I hear someone say it’ll stop memes from existing… nothing will stop the memes. Not even nuclear war. Also someone would have to first complain and ask for taking their meme down. Will you, Jenna, or do you want your silly cat pic with a description to go all over the globe?! 😉
A valid argument is that text and data mining (crucial for modern research an AI development) will be confusing. ACTA allows for text and data mining to be a thing in some cases, but not others. Rightholders could opt out of having their data datamined by anyone who isn’t a research organization (is it this bad?).
There is no easy answer to this one and I’m not 100% how I feel about it. I think the real question we need to ask ourselves is: do we value artificial intelligence and its works more than human intelligence and its works?
I also heard someone saying that this will kill music and musicians’ online activity. That if you can’t use samples you’re not free. Really? Cause I feel like if you’re already not allowed to just take someone’s work. And sure, you can register and pay royalties… but have you heard about Geoff Barrow of Massive Attack? His Invada Records in based in the office building where we work and just the other day he posted on Twitter complaining about Lil Pump using his and Ben Salisbury’s track for ‘his deeply fucking sexist song [‘Racks on Racks’]. He said that they didn’t give clearance. I also love how he added, ‘As 2 fathers of daughters this shit needs to seriously fuck off.’ He also started his Tweet with ‘who is Lil Pump’ which made me very happy.
So the question is: do we value people’s freedom to take for free whatever they want and use for whatever they want more than we value copyright and creator’s rights to keep the message spreading only in the right context? Afterall if they want it to be available for all to use, they just have to state it and ‘is coooooool man’.
Coming back to the ‘protect musicians’ argument that’s used by some (including stopacta2.org) I believe that if you’re a musician, you either play standards and royalties for them are being played, or you create your own tracks. Sampling someone’s music and then adding a beat and some urban lyrics isn’t creating, it’s basically talking on top of someone else’s music. And if you’re making money off it or making it public, if you call it your own song, if you add to it a message that the original piece did not carry – that’s artistic abuse, not freedom.
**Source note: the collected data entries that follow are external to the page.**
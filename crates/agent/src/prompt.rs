//! Base prompt and few-shot dialogues handed to the agent framework.
//!
//! The framework's language model uses these transcripts to decide which
//! registered function to call and how to phrase the reply. Every
//! `Ask Func[...]` line must name a function in the registry.

use crate::call::FuncCall;
use crate::errors::ToolError;
use crate::tools::ToolRegistry;

pub const BASE_PROMPT: &str = "This agent takes input about customers, contracts, revenue recognition policies and invoices and returns rigorous financial statement data.";

pub const FEW_SHOTS: &str = r#"
Q: Add a customer named Meta
Thought: I need to add a customer named Meta and get the ID
Ask Func[addcustomer]: Meta
Func[addcustomer] says: Meta has ID 4
A: Customer Meta was added with ID 4

Q: Let's stuff in a new customer named Alpha
Thought: I need to add a customer named Alpha and get the ID
Ask Func[addcustomer]: Alpha
Func[addcustomer] says: Alpha has ID 5
A: Customer Alpha was added with ID 5

Q: Let's add a contract for customer Alpha in month 5
Thought: I need to find the ID of customer Alpha
Ask Func[getcustomerbyname]: {'name': 'Alpha'}
Func[getcustomerbyname] says: The customer ID is 5
Thought: I need to add a contract for customer Alpha (that has ID 5) with booked month 5 and get the contract ID
Ask Func[addcontract]: {'customer_id': 5, 'booked_month': 5}
Func[addcontract] says: Contract 1 was added for customer Alpha with booked month 5
A: Contract 1 was added for customer Alpha with booked month 5

Q: Who is customer 4?
Thought: I need to look up the name of the customer with ID 4
Ask Func[getcustomerbyid]: {'id': 4}
Func[getcustomerbyid] says: Customer name is Meta
A: Customer 4 is Meta

Q: Which customers do we have?
Thought: I need the list of all customers
Ask Func[getcustomers]: all
Func[getcustomers] says: Meta, Alpha
A: The customers are Meta and Alpha

Q: What contracts does Alpha have?
Thought: Alpha has ID 5, so I need the contracts for customer 5
Ask Func[getcontractsforcustomer]: {'customer_id': 5}
Func[getcontractsforcustomer] says: The contract IDs are 1
A: Alpha has one contract, contract 1

Q: Does Meta have any contracts?
Thought: Meta has ID 4, so I need the contracts for customer 4
Ask Func[getcontractsforcustomer]: {'customer_id': 4}
Func[getcontractsforcustomer] says: No contracts for this customer
A: Meta has no contracts yet

Q: Show me every contract
Thought: I need the full contract list
Ask Func[getcontracts]: all
Func[getcontracts] says: [{"id":1,"customer_id":5,"booked_month":5}]
A: There is one contract: contract 1 for customer 5, booked in month 5

Q: Add a 12000 subscription to contract 1, recognised over 12 months starting a month after booking and invoiced monthly
Thought: I need to add a revenue segment to contract 1 with all of its recognition and invoicing terms
Ask Func[addrevenuesegment]: {'contract_id': 1, 'name': 'Subscription', 'type': 'ratable', 'amount': 12000, 'delay_rev_start_mths': 1, 'delay_inv_from_rev_mths': 0, 'length_rev_mths': 12, 'invoice_schedule': 'monthly'}
Func[addrevenuesegment] says: Revenue segment 1 was added to contract 1
A: A 12000 subscription segment was added to contract 1

Q: What revenue is attached to contract 1?
Thought: I need the revenue segments for contract 1
Ask Func[getrevenuesegmentsforcontract]: {'contract_id': 1}
Func[getrevenuesegmentsforcontract] says: Revenue segments: Subscription
Amounts: 12000
Timelines: Subscription: revenue from month +1 for 12 months, invoiced 0 months after revenue (monthly)
A: Contract 1 has a 12000 subscription recognised over 12 months starting one month after booking, invoiced monthly

Q: List all revenue segments
Thought: I need every revenue segment
Ask Func[getrevenuesegments]: all
Func[getrevenuesegments] says: []
A: There are no revenue segments yet

Q: Refresh the revenue schedule
Thought: I need the backend to rebuild its revenue and invoice dataframe
Ask Func[populatedataframe]: refresh
Func[populatedataframe] says: Dataframe populated
A: The revenue recognition schedule was rebuilt

Q: Wipe everything and start over
Thought: I need to clear the database
Ask Func[cleardatabase]: clear
Func[cleardatabase] says: Database cleared
A: All customers, contracts and revenue segments were deleted
"#;

#[derive(Clone, Debug, PartialEq, Eq)]
pub struct ShotCall {
    pub call: FuncCall,
    pub result: String,
}

#[derive(Clone, Debug, Default, PartialEq, Eq)]
pub struct FewShot {
    pub question: String,
    pub thoughts: Vec<String>,
    pub calls: Vec<ShotCall>,
    pub answer: String,
}

/// Dialogues as separate text blocks, in the order they appear.
pub fn few_shot_blocks() -> Vec<&'static str> {
    FEW_SHOTS.trim().split("\n\n").map(str::trim).filter(|block| !block.is_empty()).collect()
}

pub fn parse_few_shots(text: &str) -> Result<Vec<FewShot>, ToolError> {
    text.trim()
        .split("\n\n")
        .map(str::trim)
        .filter(|block| !block.is_empty())
        .map(parse_block)
        .collect()
}

fn parse_block(block: &str) -> Result<FewShot, ToolError> {
    let mut shot = FewShot::default();
    let mut pending: Option<FuncCall> = None;

    for line in block.lines() {
        if let Some(question) = line.strip_prefix("Q: ") {
            shot.question = question.trim().to_string();
        } else if let Some(thought) = line.strip_prefix("Thought: ") {
            shot.thoughts.push(thought.trim().to_string());
        } else if line.starts_with("Ask Func[") {
            pending = Some(FuncCall::parse(line)?);
        } else if let Some(result) = says_result(line) {
            let call = pending.take().ok_or_else(|| ToolError::MalformedCall(line.to_string()))?;
            shot.calls.push(ShotCall { call, result: result.to_string() });
        } else if let Some(answer) = line.strip_prefix("A: ") {
            shot.answer = answer.trim().to_string();
        } else if let Some(last) = shot.calls.last_mut() {
            // Multi-line function results continue until the next marker.
            last.result.push('\n');
            last.result.push_str(line);
        }
    }

    if let Some(call) = pending {
        return Err(ToolError::MalformedCall(call.to_line()));
    }
    Ok(shot)
}

fn says_result(line: &str) -> Option<&str> {
    let rest = line.strip_prefix("Func[")?;
    let (_, result) = rest.split_once("] says:")?;
    Some(result.trim())
}

/// Names referenced by few-shot calls that the registry does not provide.
pub fn unregistered_functions(shots: &[FewShot], registry: &ToolRegistry) -> Vec<String> {
    let mut missing = Vec::new();
    for shot in shots {
        for shot_call in &shot.calls {
            let name = &shot_call.call.name;
            if !registry.contains(name) && !missing.contains(name) {
                missing.push(name.clone());
            }
        }
    }
    missing
}
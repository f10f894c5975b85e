use std::net::SocketAddr;
use std::sync::{Arc, Mutex};

use axum::{
    extract::{Path, State},
    http::StatusCode,
    routing::{delete, get, post},
    Json, Router,
};
use revrec_agent::AgentRuntime;
use revrec_core::config::BackendConfig;
use serde_json::{json, Value};

#[derive(Clone, Default)]
struct StubBackend {
    seen: Arc<Mutex<Vec<String>>>,
}

impl StubBackend {
    fn record(&self, entry: String) {
        self.seen.lock().expect("stub lock").push(entry);
    }

    fn seen(&self) -> Vec<String> {
        self.seen.lock().expect("stub lock").clone()
    }
}

async fn add_customer(State(stub): State<StubBackend>, Json(body): Json<Value>) -> String {
    stub.record(format!("POST /customers {body}"));
    format!("{} has ID 4", body["name"].as_str().unwrap_or_default())
}

async fn list_customers(State(stub): State<StubBackend>) -> Json<Value> {
    stub.record("GET /customers".to_string());
    Json(json!([{ "id": 4, "name": "Acme Co" }, { "id": 5, "name": "Alpha" }]))
}

async fn customer_by_name(
    State(stub): State<StubBackend>,
    Path(name): Path<String>,
) -> Json<Value> {
    stub.record(format!("GET /customers/name/{name}"));
    Json(json!({ "id": 4, "name": name }))
}

async fn customer_by_id(
    State(stub): State<StubBackend>,
    Path(id): Path<i64>,
) -> Result<Json<Value>, StatusCode> {
    stub.record(format!("GET /customers/id/{id}"));
    if id == 4 {
        Ok(Json(json!({ "id": 4, "name": "Acme Co" })))
    } else {
        Err(StatusCode::NOT_FOUND)
    }
}

async fn contracts_for_customer(
    State(stub): State<StubBackend>,
    Path(id): Path<i64>,
) -> Json<Value> {
    stub.record(format!("GET /customers/id/{id}/contracts"));
    Json(json!([]))
}

async fn add_contract(State(stub): State<StubBackend>, Json(body): Json<Value>) -> String {
    stub.record(format!("POST /contracts {body}"));
    "Contract 1 was added".to_string()
}

async fn segments_for_contract(
    State(stub): State<StubBackend>,
    Path(id): Path<i64>,
) -> Json<Value> {
    stub.record(format!("GET /contracts/id/{id}/revenuesegments"));
    Json(json!([
        {
            "id": 1, "contract_id": id, "name": "Setup", "type": "point_in_time",
            "amount": 500, "delay_rev_start_mths": 0, "delay_inv_from_rev_mths": 0,
            "length_rev_mths": 1, "invoice_schedule": "upfront"
        },
        {
            "id": 2, "contract_id": id, "name": "Support", "type": "ratable",
            "amount": 2400, "delay_rev_start_mths": 2, "delay_inv_from_rev_mths": 1,
            "length_rev_mths": 24, "invoice_schedule": "quarterly"
        }
    ]))
}

async fn clear_database(State(stub): State<StubBackend>) -> &'static str {
    stub.record("DELETE /clear_database".to_string());
    "Database cleared"
}

async fn dataframe(State(stub): State<StubBackend>) -> &'static str {
    stub.record("GET /dataframe".to_string());
    "Dataframe populated"
}

async fn spawn_stub() -> (SocketAddr, StubBackend) {
    let stub = StubBackend::default();
    let app = Router::new()
        .route("/customers", get(list_customers).post(add_customer))
        .route("/customers/name/{name}", get(customer_by_name))
        .route("/customers/id/{id}", get(customer_by_id))
        .route("/customers/id/{id}/contracts", get(contracts_for_customer))
        .route("/contracts", post(add_contract))
        .route("/contracts/id/{id}/revenuesegments", get(segments_for_contract))
        .route("/clear_database", delete(clear_database))
        .route("/dataframe", get(dataframe))
        .with_state(stub.clone());

    let listener = tokio::net::TcpListener::bind("127.0.0.1:0").await.expect("bind stub backend");
    let address = listener.local_addr().expect("stub address");
    tokio::spawn(async move {
        let _ = axum::serve(listener, app).await;
    });

    (address, stub)
}

fn runtime_for(address: SocketAddr) -> AgentRuntime {
    AgentRuntime::from_config(&BackendConfig {
        base_url: format!("http://{address}"),
        timeout_secs: 5,
    })
    .expect("runtime should build")
}

#[tokio::test]
async fn customer_functions_round_trip_through_http() {
    let (address, stub) = spawn_stub().await;
    let runtime = runtime_for(address);

    let added = runtime.invoke("addcustomer", "Acme Co").await.expect("addcustomer");
    assert_eq!(added, "Acme Co has ID 4");

    let names = runtime.invoke("getcustomers", "").await.expect("getcustomers");
    assert_eq!(names, "Acme Co, Alpha");

    let by_name = runtime
        .invoke("getcustomerbyname", r#"{"name": "Acme Co"}"#)
        .await
        .expect("getcustomerbyname");
    assert_eq!(by_name, "The customer ID is 4");

    let by_id = runtime.invoke("getcustomerbyid", "{'id': 4}").await.expect("getcustomerbyid");
    assert_eq!(by_id, "Customer name is Acme Co");

    assert_eq!(
        stub.seen(),
        vec![
            r#"POST /customers {"name":"Acme Co"}"#.to_string(),
            "GET /customers".to_string(),
            "GET /customers/name/Acme Co".to_string(),
            "GET /customers/id/4".to_string(),
        ]
    );
}

#[tokio::test]
async fn contract_and_segment_functions_use_documented_routes() {
    let (address, stub) = spawn_stub().await;
    let runtime = runtime_for(address);

    let added = runtime
        .handle_call_line("Ask Func[addcontract]: {'customer_id': 4, 'booked_month': 3}")
        .await
        .expect("addcontract");
    assert_eq!(added, "Func[addcontract] says: Contract 1 was added");

    let contracts = runtime
        .invoke("getcontractsforcustomer", r#"{"customer_id": 4}"#)
        .await
        .expect("getcontractsforcustomer");
    assert_eq!(contracts, "No contracts for this customer");

    let segments = runtime
        .invoke("getrevenuesegmentsforcontract", r#"{"contract_id": 1}"#)
        .await
        .expect("getrevenuesegmentsforcontract");
    assert!(segments.starts_with("Revenue segments: Setup, Support\nAmounts: 500, 2400\n"));
    assert!(segments.contains(
        "Support: revenue from month +2 for 24 months, invoiced 1 months after revenue (quarterly)"
    ));

    assert_eq!(
        stub.seen(),
        vec![
            r#"POST /contracts {"customer_id":4,"booked_month":3}"#.to_string(),
            "GET /customers/id/4/contracts".to_string(),
            "GET /contracts/id/1/revenuesegments".to_string(),
        ]
    );
}

#[tokio::test]
async fn maintenance_functions_relay_backend_text() {
    let (address, stub) = spawn_stub().await;
    let runtime = runtime_for(address);

    assert_eq!(runtime.invoke("cleardatabase", "").await.expect("clear"), "Database cleared");
    assert_eq!(
        runtime.invoke("populatedataframe", "").await.expect("dataframe"),
        "Dataframe populated"
    );
    assert_eq!(stub.seen(), vec!["DELETE /clear_database", "GET /dataframe"]);
}

#[tokio::test]
async fn missing_customer_surfaces_backend_status() {
    let (address, _stub) = spawn_stub().await;
    let runtime = runtime_for(address);

    let error = runtime
        .invoke("getcustomerbyid", r#"{"id": 99}"#)
        .await
        .expect_err("unknown customer should fail");
    assert!(error.to_string().contains("status 404"), "unexpected error: {error}");
}
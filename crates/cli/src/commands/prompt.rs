use revrec_agent::prompt::{few_shot_blocks, BASE_PROMPT};

pub fn run() -> String {
    let blocks = few_shot_blocks();
    format!(
        "base prompt:\n{BASE_PROMPT}\n\nfew-shot dialogues ({}):\n\n{}",
        blocks.len(),
        blocks.join("\n\n")
    )
}
use std::fmt;

use serde::{Deserialize, Serialize};

use crate::domain::customer::CustomerId;

#[derive(Clone, Copy, Debug, PartialEq, Eq, Hash, Serialize, Deserialize)]
pub struct ContractId(pub i64);

impl fmt::Display for ContractId {
    fn fmt(&self, f: &mut fmt::Formatter<'_>) -> fmt::Result {
        write!(f, "{}", self.0)
    }
}

#[derive(Clone, Debug, PartialEq, Eq, Serialize, Deserialize)]
pub struct Contract {
    pub id: ContractId,
    pub customer_id: CustomerId,
    pub booked_month: i32,
}

#[derive(Clone, Debug, PartialEq, Eq, Serialize, Deserialize)]
pub struct NewContract {
    pub customer_id: CustomerId,
    pub booked_month: i32,
}

#[derive(Clone, Debug, PartialEq, Eq, Deserialize)]
pub struct ContractsForCustomerQuery {
    pub customer_id: CustomerId,
}

#[cfg(test)]
mod tests {
    use serde_json::json;

    use super::{Contract, ContractId, NewContract};
    use crate::domain::customer::CustomerId;

    #[test]
    fn new_contract_serializes_flat_ids() {
        let body = serde_json::to_value(NewContract { customer_id: CustomerId(6), booked_month: 5 })
            .expect("contract should serialize");

        assert_eq!(body, json!({ "customer_id": 6, "booked_month": 5 }));
    }

    #[test]
    fn contract_decodes_backend_shape() {
        let contract: Contract =
            serde_json::from_value(json!({ "id": 1, "customer_id": 6, "booked_month": 5 }))
                .expect("contract should decode");

        assert_eq!(contract.id, ContractId(1));
        assert_eq!(contract.customer_id, CustomerId(6));
    }
}
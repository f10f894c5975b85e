//! Agent function dispatcher for the revenue backend.
//!
//! The conversational framework owns language understanding. This crate owns
//! the other half of the contract:
//! - the base prompt and few-shot dialogues that steer function selection
//! - a registry of named functions, each a single backend HTTP call
//! - reshaping backend JSON into short strings for the reply
//!
//! # Key Types
//!
//! - `AgentRuntime` - registry + backend, dispatches by function name
//! - `Backend` - request seam; `HttpBackend` talks to the real service
//! - `Tool` - one registered function

pub mod args;
pub mod backend;
pub mod call;
pub mod errors;
pub mod functions;
pub mod prompt;
pub mod runtime;
#[cfg(any(test, feature = "testing"))]
pub mod testing;
pub mod tools;

pub use backend::{Backend, BackendRequest, BackendResponse, HttpBackend, Method};
pub use errors::ToolError;
pub use runtime::{AgentMetadata, AgentRuntime, FunctionInfo};
pub use tools::{Tool, ToolRegistry};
That’s abusing the rights of the musician; you know, the person who actually wrote and played music, who knows how to play an instrument (or, I guess, who knows how to use music harmony + a computer) and who doesn’t claim that if they’re song is 50% Amazing Grace it’s title should be ‘lick me nips’.
Back to notslamming shitty rappers.
I haven’t finished reading the document yet (spent a lot of my working day today on it tho!) and there may be some dark surprises… but I wanted to share this post when I still remember what I was thinking as I was reading the directive.
Please let me know what you think about it. Are there any disturbing points that the directive makes that you’d like to share and discuss?